A microprocessor having at least one Application specific Functional

Unit and method to design same

Field of the Invention

Customisable Processors represent an emerging and effective paradigm for executing embedded application under high performance, short time to market, and low power requirements. Among the possible customisation directions, a particularly interesting one is that of Instruction-Set Extensions (ISE): Application-specific Functional Units (AFUs) can be added to the processor core in order to speed up a particular application and implement specialised instructions. As these processors become available — e.g., Tensilica Xtensa , ARC ARCtangent , STMicroelectronics ST200 , and MIPS CorExtend — techniques are emerging for automatically selecting the best ISEs for an application, given the application source code and under various constraints.

An example of such technique is described in the document US 2007/0162902.

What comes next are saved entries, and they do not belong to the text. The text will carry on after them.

//! Playback-related types and state management

use std::time::Duration;

use super::content::Track;
use super::types::RepeatMode;

pub const DEFAULT_VOLUME_PERCENT: u8 = 80;
pub const MAX_VOLUME_PERCENT: u8 = 100;
pub const VOLUME_STEP: u8 = 5;

/// Player-bar flags. There is no audio engine behind these.
#[derive(Clone, Debug, PartialEq)]
pub struct TransportState {
    pub is_playing: bool,
    /// Seconds into the current track, always within `[0, duration]`
    pub current_time: f64,
    pub volume: u8,
    pub shuffle: bool,
    pub repeat_mode: RepeatMode,
    /// Applies to the loaded track only; reset on every `play`
    pub liked: bool,
}

impl Default for TransportState {
    fn default() -> Self {
        Self::with_volume(DEFAULT_VOLUME_PERCENT)
    }
}

impl TransportState {
    pub fn with_volume(volume: u8) -> Self {
        Self {
            is_playing: false,
            current_time: 0.0,
            volume: volume.min(MAX_VOLUME_PERCENT),
            shuffle: false,
            repeat_mode: RepeatMode::Off,
            liked: false,
        }
    }
}

/// Transport state plus the track it applies to
#[derive(Clone, Debug, Default, PartialEq)]
pub struct Transport {
    pub state: TransportState,
    pub current_track: Option<Track>,
}

impl Transport {
    pub fn new(volume: u8) -> Self {
        Self {
            state: TransportState::with_volume(volume),
            current_track: None,
        }
    }

    fn duration(&self) -> f64 {
        self.current_track
            .as_ref()
            .map(|t| t.duration as f64)
            .unwrap_or(0.0)
    }

    pub fn play(&mut self, track: Track) {
        self.current_track = Some(track);
        self.state.is_playing = true;
        self.state.current_time = 0.0;
        self.state.liked = false;
    }

    pub fn toggle_play_pause(&mut self) {
        self.state.is_playing = !self.state.is_playing;
    }

    /// Moves the playhead, clamped to the loaded track.
    pub fn seek(&mut self, time: f64) {
        let time = if time.is_finite() { time } else { 0.0 };
        self.state.current_time = time.clamp(0.0, self.duration());
    }

    pub fn set_volume(&mut self, volume: u8) {
        self.state.volume = volume.min(MAX_VOLUME_PERCENT);
    }

    pub fn volume_up(&mut self) {
        self.set_volume(self.state.volume.saturating_add(VOLUME_STEP));
    }

    pub fn volume_down(&mut self) {
        self.set_volume(self.state.volume.saturating_sub(VOLUME_STEP));
    }

    pub fn toggle_shuffle(&mut self) {
        self.state.shuffle = !self.state.shuffle;
    }

    pub fn cycle_repeat_mode(&mut self) {
        self.state.repeat_mode = self.state.repeat_mode.next();
    }

    pub fn toggle_liked(&mut self) {
        self.state.liked = !self.state.liked;
    }

    /// Restart the current track. No queue, so nothing to advance to.
    pub fn next(&mut self) {
        self.state.current_time = 0.0;
    }

    pub fn previous(&mut self) {
        self.state.current_time = 0.0;
    }

    /// Advance the progress clock while playing.
    pub fn tick(&mut self, elapsed: Duration) {
        if !self.state.is_playing || self.current_track.is_none() {
            return;
        }
        let duration = self.duration();
        let position = self.state.current_time + elapsed.as_secs_f64();
        if position < duration {
            self.state.current_time = position;
        } else if self.state.repeat_mode == RepeatMode::One {
            self.state.current_time = 0.0;
        } else {
            self.state.current_time = duration;
            self.state.is_playing = false;
        }
    }
}

/// Complete playback information for rendering the UI
#[derive(Clone, Debug)]
pub struct PlaybackInfo {
    pub track: Option<Track>,
    pub progress_secs: f64,
    pub duration_secs: u32,
    pub state: TransportState,
}

impl From<&Transport> for PlaybackInfo {
    fn from(transport: &Transport) -> Self {
        Self {
            track: transport.current_track.clone(),
            progress_secs: transport.state.current_time,
            duration_secs: transport.current_track.as_ref().map(|t| t.duration).unwrap_or(0),
            state: transport.state.clone(),
        }
    }
}

#[cfg(test)]
mod tests {
    use super::*;

    fn track(id: &str, duration: u32) -> Track {
        Track {
            id: id.to_string(),
            track_id: None,
            source: "made_for_you".to_string(),
            title: format!("Track {}", id),
            artist: "Artist".to_string(),
            album: "Album".to_string(),
            album_art: None,
            duration,
        }
    }

    #[test]
    fn initial_state() {
        let transport = Transport::default();
        assert!(transport.current_track.is_none());
        assert!(!transport.state.is_playing);
        assert_eq!(transport.state.current_time, 0.0);
        assert_eq!(transport.state.volume, 80);
        assert!(!transport.state.shuffle);
        assert_eq!(transport.state.repeat_mode, RepeatMode::Off);
    }

    #[test]
    fn play_always_restarts_and_plays() {
        let mut transport = Transport::default();
        transport.play(track("a", 300));
        transport.seek(120.0);
        transport.toggle_play_pause();
        transport.toggle_liked();

        transport.play(track("b", 180));
        assert_eq!(transport.current_track.as_ref().map(|t| t.id.as_str()), Some("b"));
        assert!(transport.state.is_playing);
        assert_eq!(transport.state.current_time, 0.0);
        assert!(!transport.state.liked);
    }

    #[test]
    fn play_keeps_shuffle_repeat_and_volume() {
        let mut transport = Transport::default();
        transport.toggle_shuffle();
        transport.cycle_repeat_mode();
        transport.set_volume(30);
        transport.play(track("a", 100));
        assert!(transport.state.shuffle);
        assert_eq!(transport.state.repeat_mode, RepeatMode::All);
        assert_eq!(transport.state.volume, 30);
    }

    #[test]
    fn toggle_play_pause_keeps_position() {
        let mut transport = Transport::default();
        transport.play(track("a", 100));
        transport.seek(42.0);
        transport.toggle_play_pause();
        assert!(!transport.state.is_playing);
        assert_eq!(transport.state.current_time, 42.0);
    }

    #[test]
    fn seek_past_end_clamps_to_duration() {
        let mut transport = Transport::default();
        transport.play(track("t1", 200));
        transport.seek(250.0);
        assert_eq!(transport.state.current_time, 200.0);
    }

    #[test]
    fn seek_clamps_negative_and_nan_to_zero() {
        let mut transport = Transport::default();
        transport.play(track("t1", 200));
        transport.seek(-5.0);
        assert_eq!(transport.state.current_time, 0.0);
        transport.seek(f64::NAN);
        assert_eq!(transport.state.current_time, 0.0);
    }

    #[test]
    fn seek_without_track_stays_at_zero() {
        let mut transport = Transport::default();
        transport.seek(10.0);
        assert_eq!(transport.state.current_time, 0.0);
    }

    #[test]
    fn volume_is_clamped() {
        let mut transport = Transport::default();
        transport.set_volume(250);
        assert_eq!(transport.state.volume, 100);
        transport.volume_up();
        assert_eq!(transport.state.volume, 100);
        transport.set_volume(3);
        transport.volume_down();
        assert_eq!(transport.state.volume, 0);
    }

    #[test]
    fn repeat_mode_cycles_back_after_three() {
        let mut transport = Transport::default();
        let original = transport.state.repeat_mode;
        transport.cycle_repeat_mode();
        transport.cycle_repeat_mode();
        transport.cycle_repeat_mode();
        assert_eq!(transport.state.repeat_mode, original);
    }

    #[test]
    fn next_and_previous_only_rewind() {
        let mut transport = Transport::default();
        transport.play(track("a", 100));
        transport.seek(50.0);
        transport.next();
        assert_eq!(transport.state.current_time, 0.0);
        assert_eq!(transport.current_track.as_ref().map(|t| t.id.as_str()), Some("a"));
        transport.seek(50.0);
        transport.previous();
        assert_eq!(transport.state.current_time, 0.0);
        assert!(transport.state.is_playing);
    }

    #[test]
    fn tick_advances_and_stops_at_end() {
        let mut transport = Transport::default();
        transport.play(track("a", 10));
        transport.tick(Duration::from_secs(4));
        assert_eq!(transport.state.current_time, 4.0);
        transport.tick(Duration::from_secs(20));
        assert_eq!(transport.state.current_time, 10.0);
        assert!(!transport.state.is_playing);
    }

    #[test]
    fn tick_loops_with_repeat_one() {
        let mut transport = Transport::default();
        transport.play(track("a", 10));
        transport.cycle_repeat_mode();
        transport.cycle_repeat_mode();
        assert_eq!(transport.state.repeat_mode, RepeatMode::One);
        transport.tick(Duration::from_secs(11));
        assert_eq!(transport.state.current_time, 0.0);
        assert!(transport.state.is_playing);
    }

    #[test]
    fn tick_while_paused_does_nothing() {
        let mut transport = Transport::default();
        transport.play(track("a", 10));
        transport.toggle_play_pause();
        transport.tick(Duration::from_secs(3));
        assert_eq!(transport.state.current_time, 0.0);
    }
}
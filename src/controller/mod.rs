//! Controller module - Application logic and event handling
//!
//! This module contains the application controller that handles user input,
//! turns it into shell intents and loads catalog data for the visible view.
//! It is organized into submodules by responsibility:
//!
//! - `input`: Key event handling
//! - `playback`: Player-bar intents and play recording
//! - `navigation`: View changes and catalog loading

mod input;
mod playback;
mod navigation;

use std::sync::Arc;

use crate::model::{AppModel, CatalogError, Effect};

#[derive(Clone)]
pub struct AppController {
    pub(crate) model: Arc<AppModel>,
}

impl AppController {
    pub fn new(model: Arc<AppModel>) -> Self {
        Self { model }
    }

    /// Follow up on what the shell reported
    pub(crate) async fn handle_effect(&self, effect: Effect) {
        match effect {
            Effect::None => {}
            Effect::ViewChanged(view) => {
                tracing::info!(view = %view, "View changed");
                self.spawn_load_view(view, false);
            }
            Effect::TrackStarted(track) => {
                tracing::info!(track_id = %track.catalog_id(), title = %track.title, "Playing track");
                self.record_play(track);
            }
        }
    }

    pub(crate) fn format_error(error: &CatalogError) -> String {
        match error {
            CatalogError::NotConfigured => {
                "Catalog not configured. Set SUPABASE_URL and SUPABASE_ANON_KEY.".to_string()
            }
            CatalogError::Status { status, .. } => match status.as_u16() {
                401 | 403 => "Catalog rejected the API key. Check SUPABASE_ANON_KEY.".to_string(),
                404 => "Catalog table not found.".to_string(),
                429 => "Rate limited. Please wait a moment.".to_string(),
                code if code >= 500 => "Catalog is unavailable. Press F5 to retry.".to_string(),
                _ => format!("Error: {}", error),
            },
            CatalogError::Request(e) if e.is_timeout() || e.is_connect() => {
                "Could not reach the catalog. Press F5 to retry.".to_string()
            }
            _ => format!("Error: {}", error),
        }
    }
}

#[cfg(test)]
mod tests {
    use super::*;
    use reqwest::StatusCode;

    #[test]
    fn status_errors_get_friendly_messages() {
        let unauthorized = CatalogError::Status {
            status: StatusCode::UNAUTHORIZED,
            body: "{}".to_string(),
        };
        assert!(AppController::format_error(&unauthorized).contains("API key"));

        let teapot = CatalogError::Status {
            status: StatusCode::IM_A_TEAPOT,
            body: "short and stout".to_string(),
        };
        assert!(AppController::format_error(&teapot).starts_with("Error: "));

        assert!(AppController::format_error(&CatalogError::NotConfigured).contains("SUPABASE_URL"));
    }
}
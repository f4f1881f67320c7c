//! Playback control methods

use std::time::Duration;

use crate::model::{Intent, Track};
use super::AppController;

/// Arrow-key seek step in seconds
pub const SEEK_STEP_SECS: f64 = 5.0;

impl AppController {
    pub async fn play_selected(&self) {
        match self.model.get_selected_track().await {
            Some(track) => self.dispatch(Intent::PlayTrack(track)).await,
            None => tracing::debug!("Nothing selected to play"),
        }
    }

    pub async fn seek_relative(&self, delta_secs: f64) {
        let current = self.model.get_playback_info().await.progress_secs;
        self.dispatch(Intent::Seek(current + delta_secs)).await;
    }

    pub async fn tick(&self, elapsed: Duration) {
        self.dispatch(Intent::Tick(elapsed)).await;
    }

    /// Fire-and-forget insert into the recently played feed
    pub(crate) fn record_play(&self, track: Track) {
        if !self.model.config.record_plays || !self.model.catalog.is_configured() {
            return;
        }
        let controller = self.clone();
        tokio::spawn(async move {
            if let Err(e) = controller.model.catalog.record_play(&track).await {
                tracing::warn!(track_id = %track.catalog_id(), error = %e, "Failed to record play");
            }
        });
    }
}
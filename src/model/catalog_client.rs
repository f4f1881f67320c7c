//! Supabase (PostgREST) catalog client: select/insert/delete with field renaming

use reqwest::{Client, RequestBuilder, StatusCode};
use serde::{Deserialize, Deserializer, Serialize, de::DeserializeOwned};

use super::content::{CatalogSection, Track};
use super::types::PlaylistItem;

#[derive(Debug, thiserror::Error)]
pub enum CatalogError {
    #[error("Catalog is not configured (set SUPABASE_URL and SUPABASE_ANON_KEY)")]
    NotConfigured,
    #[error("Request failed: {0}")]
    Request(#[from] reqwest::Error),
    #[error("Catalog returned {status}: {body}")]
    Status { status: StatusCode, body: String },
    #[error("Invalid catalog response: {0}")]
    Decode(#[from] serde_json::Error),
}

/// Row shape shared by the track tables
#[derive(Debug, Deserialize)]
struct TrackRow {
    #[serde(deserialize_with = "id_as_string")]
    id: String,
    /// Present on `recently_played`, where `id` is the play entry
    #[serde(default, deserialize_with = "opt_id_as_string")]
    track_id: Option<String>,
    title: String,
    #[serde(default)]
    artist: String,
    #[serde(default)]
    album: String,
    #[serde(default)]
    album_art: Option<String>,
    #[serde(default)]
    duration: Option<f64>,
}

impl TrackRow {
    fn into_track(self, source: &str) -> Track {
        Track {
            id: self.id,
            track_id: self.track_id.filter(|id| !id.is_empty()),
            source: source.to_string(),
            title: self.title,
            artist: self.artist,
            album: self.album,
            album_art: self.album_art.filter(|s| !s.is_empty()),
            duration: self.duration.map(|d| d.max(0.0).round() as u32).unwrap_or(0),
        }
    }
}

#[derive(Debug, Deserialize)]
struct PlaylistRow {
    #[serde(deserialize_with = "id_as_string")]
    id: String,
    name: String,
}

/// Insert payload for `recently_played`
#[derive(Debug, Serialize)]
struct PlayRecord<'a> {
    track_id: &'a str,
    title: &'a str,
    artist: &'a str,
    album: &'a str,
    album_art: Option<&'a str>,
    duration: u32,
}

impl<'a> PlayRecord<'a> {
    fn for_track(track: &'a Track) -> Self {
        Self {
            track_id: track.catalog_id(),
            title: &track.title,
            artist: &track.artist,
            album: &track.album,
            album_art: track.album_art.as_deref(),
            duration: track.duration,
        }
    }
}

/// Postgres ids may be integers, uuids or text
#[derive(Deserialize)]
#[serde(untagged)]
enum RawId {
    Text(String),
    Int(i64),
}

impl From<RawId> for String {
    fn from(raw: RawId) -> Self {
        match raw {
            RawId::Text(s) => s,
            RawId::Int(n) => n.to_string(),
        }
    }
}

fn id_as_string<'de, D: Deserializer<'de>>(deserializer: D) -> Result<String, D::Error> {
    Ok(RawId::deserialize(deserializer)?.into())
}

fn opt_id_as_string<'de, D: Deserializer<'de>>(deserializer: D) -> Result<Option<String>, D::Error> {
    Ok(Option::<RawId>::deserialize(deserializer)?.map(String::from))
}

fn table_for(section: CatalogSection) -> (&'static str, &'static str) {
    match section {
        CatalogSection::RecentlyPlayed => ("recently_played", "played_at.desc"),
        CatalogSection::MadeForYou => ("made_for_you", "position.asc"),
        CatalogSection::PopularAlbums => ("popular_albums", "popularity.desc"),
    }
}

/// PostgREST client with API-key auth
#[derive(Clone)]
pub struct CatalogClient {
    http: Client,
    rest_url: Option<String>,
    anon_key: String,
}

impl CatalogClient {
    pub fn new(http: Client, supabase_url: Option<&str>, anon_key: Option<&str>) -> Self {
        let rest_url = match (supabase_url, anon_key) {
            (Some(url), Some(key)) if !url.is_empty() && !key.is_empty() => {
                Some(format!("{}/rest/v1", url.trim_end_matches('/')))
            }
            _ => None,
        };
        Self {
            http,
            rest_url,
            anon_key: anon_key.unwrap_or_default().to_string(),
        }
    }

    pub fn is_configured(&self) -> bool {
        self.rest_url.is_some()
    }

    fn request(&self, method: reqwest::Method, table: &str) -> Result<RequestBuilder, CatalogError> {
        let base = self.rest_url.as_ref().ok_or(CatalogError::NotConfigured)?;
        Ok(self
            .http
            .request(method, format!("{}/{}", base, table))
            .header("apikey", &self.anon_key)
            .bearer_auth(&self.anon_key))
    }

    async fn send(request: RequestBuilder) -> Result<String, CatalogError> {
        let response = request.send().await?;
        let status = response.status();
        let body = response.text().await?;
        if !status.is_success() {
            return Err(CatalogError::Status { status, body });
        }
        Ok(body)
    }

    async fn select<R: DeserializeOwned>(
        &self,
        table: &str,
        query: &[(&str, String)],
    ) -> Result<Vec<R>, CatalogError> {
        tracing::debug!(table, ?query, "API: select");
        let request = self
            .request(reqwest::Method::GET, table)?
            .query(&[("select", "*")])
            .query(query);
        let result = Self::send(request)
            .await
            .and_then(|body| serde_json::from_str::<Vec<R>>(&body).map_err(CatalogError::from));
        match result {
            Ok(rows) => {
                tracing::debug!(table, rows = rows.len(), "API: select done");
                Ok(rows)
            }
            Err(e) => {
                tracing::error!(table, error = %e, "API: select failed");
                Err(e)
            }
        }
    }

    pub async fn get_section(&self, section: CatalogSection, limit: usize) -> Result<Vec<Track>, CatalogError> {
        let (table, order) = table_for(section);
        let rows: Vec<TrackRow> = self
            .select(table, &[("order", order.to_string()), ("limit", limit.to_string())])
            .await?;
        Ok(rows.into_iter().map(|row| row.into_track(table)).collect())
    }

    pub async fn get_playlists(&self) -> Result<Vec<PlaylistItem>, CatalogError> {
        let rows: Vec<PlaylistRow> = self
            .select("playlists", &[("order", "name.asc".to_string())])
            .await?;
        Ok(rows
            .into_iter()
            .map(|r| PlaylistItem { id: r.id, name: r.name })
            .collect())
    }

    pub async fn get_playlist_tracks(&self, playlist_id: &str, limit: usize) -> Result<Vec<Track>, CatalogError> {
        let rows: Vec<TrackRow> = self
            .select(
                "playlist_tracks",
                &[
                    ("playlist_id", format!("eq.{}", playlist_id)),
                    ("order", "position.asc".to_string()),
                    ("limit", limit.to_string()),
                ],
            )
            .await?;
        Ok(rows.into_iter().map(|row| row.into_track("playlist_tracks")).collect())
    }

    /// Append a play to the recently played feed
    pub async fn record_play(&self, track: &Track) -> Result<(), CatalogError> {
        let track_id = track.catalog_id();
        tracing::debug!(track_id, "API: insert recently_played");
        let request = self
            .request(reqwest::Method::POST, "recently_played")?
            .header("Prefer", "return=minimal")
            .json(&PlayRecord::for_track(track));
        match Self::send(request).await {
            Ok(_) => {
                tracing::info!(track_id, "Play recorded");
                Ok(())
            }
            Err(e) => {
                tracing::error!(track_id, error = %e, "API: insert recently_played failed");
                Err(e)
            }
        }
    }

    pub async fn delete_recently_played(&self, id: &str) -> Result<(), CatalogError> {
        tracing::debug!(id, "API: delete recently_played");
        let request = self
            .request(reqwest::Method::DELETE, "recently_played")?
            .query(&[("id", format!("eq.{}", id))]);
        match Self::send(request).await {
            Ok(_) => Ok(()),
            Err(e) => {
                tracing::error!(id, error = %e, "API: delete recently_played failed");
                Err(e)
            }
        }
    }
}

#[cfg(test)]
mod tests {
    use super::*;

    #[test]
    fn rows_are_renamed_into_tracks() {
        let body = r#"[
            {"id": 12, "title": "Intro", "artist": "The XX", "album": "xx", "album_art": "https://cdn/x.jpg", "duration": 127.6, "played_at": "2024-01-01T00:00:00Z"},
            {"id": "b7c1", "title": "Loose", "album_art": "", "duration": null}
        ]"#;
        let rows: Vec<TrackRow> = serde_json::from_str(body).unwrap();
        let tracks: Vec<Track> = rows.into_iter().map(|r| r.into_track("popular_albums")).collect();

        assert_eq!(tracks[0].id, "12");
        assert_eq!(tracks[0].source, "popular_albums");
        assert_eq!(tracks[0].track_id, None);
        assert_eq!(tracks[0].album_art.as_deref(), Some("https://cdn/x.jpg"));
        assert_eq!(tracks[0].duration, 128);

        assert_eq!(tracks[1].id, "b7c1");
        assert_eq!(tracks[1].artist, "");
        assert_eq!(tracks[1].album_art, None);
        assert_eq!(tracks[1].duration, 0);
    }

    #[test]
    fn replaying_a_recent_entry_records_the_catalog_track() {
        let body = r#"[{"id": 901, "track_id": "t-42", "title": "Song", "artist": "A", "album": "B", "album_art": "c.jpg", "duration": 200}]"#;
        let rows: Vec<TrackRow> = serde_json::from_str(body).unwrap();
        let track = rows.into_iter().next().unwrap().into_track("recently_played");
        assert_eq!(track.id, "901");

        let value = serde_json::to_value(PlayRecord::for_track(&track)).unwrap();
        assert_eq!(value["track_id"], "t-42");
        assert_eq!(value["album_art"], "c.jpg");
        assert_eq!(value["duration"], 200);
    }

    #[test]
    fn rows_without_track_id_record_their_own_id() {
        let body = r#"[{"id": 3, "track_id": null, "title": "Song"}, {"id": 4, "track_id": 77, "title": "Other"}]"#;
        let rows: Vec<TrackRow> = serde_json::from_str(body).unwrap();
        let tracks: Vec<Track> = rows.into_iter().map(|r| r.into_track("made_for_you")).collect();

        assert_eq!(PlayRecord::for_track(&tracks[0]).track_id, "3");
        assert_eq!(PlayRecord::for_track(&tracks[1]).track_id, "77");
    }

    #[test]
    fn rest_url_requires_both_settings() {
        let http = Client::new();
        assert!(!CatalogClient::new(http.clone(), Some("https://x.supabase.co"), None).is_configured());
        assert!(!CatalogClient::new(http.clone(), Some(""), Some("key")).is_configured());

        let client = CatalogClient::new(http, Some("https://x.supabase.co/"), Some("key"));
        assert_eq!(client.rest_url.as_deref(), Some("https://x.supabase.co/rest/v1"));
    }

    #[tokio::test]
    async fn unconfigured_client_fails_fast() {
        let client = CatalogClient::new(Client::new(), None, None);
        let err = client.get_section(CatalogSection::MadeForYou, 6).await.unwrap_err();
        assert!(matches!(err, CatalogError::NotConfigured));
    }
}
//! Player bar rendering

use ratatui::{
    layout::Rect,
    style::{Color, Style},
    text::Line,
    widgets::{Block, Borders, Gauge},
    Frame,
};

use crate::model::{PlaybackInfo, RepeatMode};
use super::utils::format_duration;

pub fn render_player_bar(frame: &mut Frame, area: Rect, playback: &PlaybackInfo) {
    let state = &playback.state;

    let status_text = match &playback.track {
        None => " No track playing".to_string(),
        Some(track) => {
            let icon = if state.is_playing { " ▶" } else { "⏸ " };
            let heart = if state.liked { " ♥" } else { " ♡" };
            format!("{} {} | {} ({}){}", icon, track.title, track.artist, track.album, heart)
        }
    };

    let shuffle_text = if state.shuffle { "Shuffle: On" } else { "Shuffle: Off" };
    let repeat_text = match state.repeat_mode {
        RepeatMode::Off => "Repeat: Off",
        RepeatMode::All => "Repeat: All",
        RepeatMode::One => "Repeat: One",
    };
    let volume_text = format!("Vol: {}%", state.volume);

    let time_str = format!(
        "{} / {}",
        format_duration(playback.progress_secs),
        format_duration(playback.duration_secs as f64)
    );

    let progress_ratio = if playback.duration_secs > 0 {
        (playback.progress_secs / playback.duration_secs as f64).clamp(0.0, 1.0)
    } else {
        0.0
    };

    let title = format!("{} ", status_text);
    let controls_info = format!(" {} | {} | {} ", shuffle_text, repeat_text, volume_text);

    let gauge = Gauge::default()
        .block(
            Block::default()
                .borders(Borders::ALL)
                .title(title)
                .title_bottom(Line::from(controls_info).right_aligned()),
        )
        .gauge_style(Style::default().fg(Color::Green))
        .ratio(progress_ratio)
        .label(time_str);

    frame.render_widget(gauge, area);
}
//! Utility functions for rendering UI components

use ratatui::{
    layout::Rect,
    style::{Color, Style},
    widgets::{Block, List, ListItem, ListState},
    Frame,
};

pub fn render_scrollable_list(
    frame: &mut Frame,
    area: Rect,
    items: Vec<ListItem>,
    selected_index: usize,
    block: Block,
) {
    let list = List::new(items)
        .block(block)
        .highlight_style(Style::default()); // Highlight handled by item styles

    let mut list_state = ListState::default();
    list_state.select(Some(selected_index));

    frame.render_stateful_widget(list, area, &mut list_state);
}

pub fn focus_border(is_focused: bool) -> Style {
    if is_focused {
        Style::default().fg(Color::Green)
    } else {
        Style::default()
    }
}

/// `m:ss` from whole or fractional seconds
pub fn format_duration(secs: f64) -> String {
    let total_seconds = secs.max(0.0).floor() as u64;
    let minutes = total_seconds / 60;
    let seconds = total_seconds % 60;
    format!("{}:{:02}", minutes, seconds)
}

/// Calculate width needed for index column (log10(n) + padding)
pub fn calculate_num_width(item_count: usize) -> usize {
    if item_count == 0 {
        2
    } else {
        let digits = (item_count as f64).log10().floor() as usize + 1;
        digits + 1
    }
}

pub fn truncate_string(s: &str, max_width: usize) -> String {
    if s.chars().count() > max_width {
        let truncated: String = s.chars().take(max_width.saturating_sub(3)).collect();
        format!("{:<width$}", format!("{}...", truncated), width = max_width)
    } else {
        format!("{:<width$}", s, width = max_width)
    }
}

/// Column widths for track rows: (num, title, artist, duration)
pub fn calculate_track_column_widths(content_width: usize, item_count: usize) -> (usize, usize, usize, usize) {
    // Format: " {num}   {title}   {artist}   {duration}"
    let num_width = calculate_num_width(item_count);
    let duration_width = 6;
    let fixed_width = 1 + num_width + 3 + 3 + 3 + duration_width;
    let remaining_width = content_width.saturating_sub(fixed_width);
    let title_width = (remaining_width * 55) / 100;
    let artist_width = remaining_width.saturating_sub(title_width);

    (num_width, title_width, artist_width, duration_width)
}
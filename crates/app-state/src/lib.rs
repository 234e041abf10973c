//! Application state for the phone login flow
//!
//! This crate provides the shared login session that outlives
//! individual screens and is reset only by logout.

#![warn(missing_docs)]
#![warn(clippy::all)]

pub mod session;

pub use session::{Session, SessionStore};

Brief description of the invention

Customisable embedded processors that are available on the market make it possible for designers to speed up execution of applications by using Application-specific Functional Units (AFUs), implementing Instruction-Set Extensions (ISEs). Furthermore, techniques for automatic ISE identification have been improving; many algorithms have been proposed for choosing, given the application's source code, the best ISEs under various constraints. Read and write ports between the AFUs and the processor register file are an expensive asset, fixed in the micro-architecture — some processors indeed only allow two read ports and one write port — and yet, on the other hand, a large availability of inputs and outputs to and from the AFUs exposes high speedup. Here we present a solution to the limitation of actual register file ports by serialising register file access and therefore addressing multi-cycle read and write. It does so in an innovative way for two reasons: (1) it exploits and brings forward the progress in ISE identification under constraint, and (2) it combines register file access serialisation with pipelining in order to obtain the best global solution. Our method consists of scheduling graphs — corresponding to ISEs — under input/ output constraint

In the present application, the optimization of microprocessor is achieved with a microprocessor having at least one Application specific Functional Unit (AFU), said AFU implements a part of the functionality of an Instruction Set Extension (ISE), said ISE corresponds to a data flow graph having a plurality of inputs and outputs, said microprocessor having micro-architectural constraints including, but not restricted to: number of register file read ports, number of register file write ports and cycle time, said AFU comprising a set of storage elements and at least one new architectural microprocessor op-code for each ISE.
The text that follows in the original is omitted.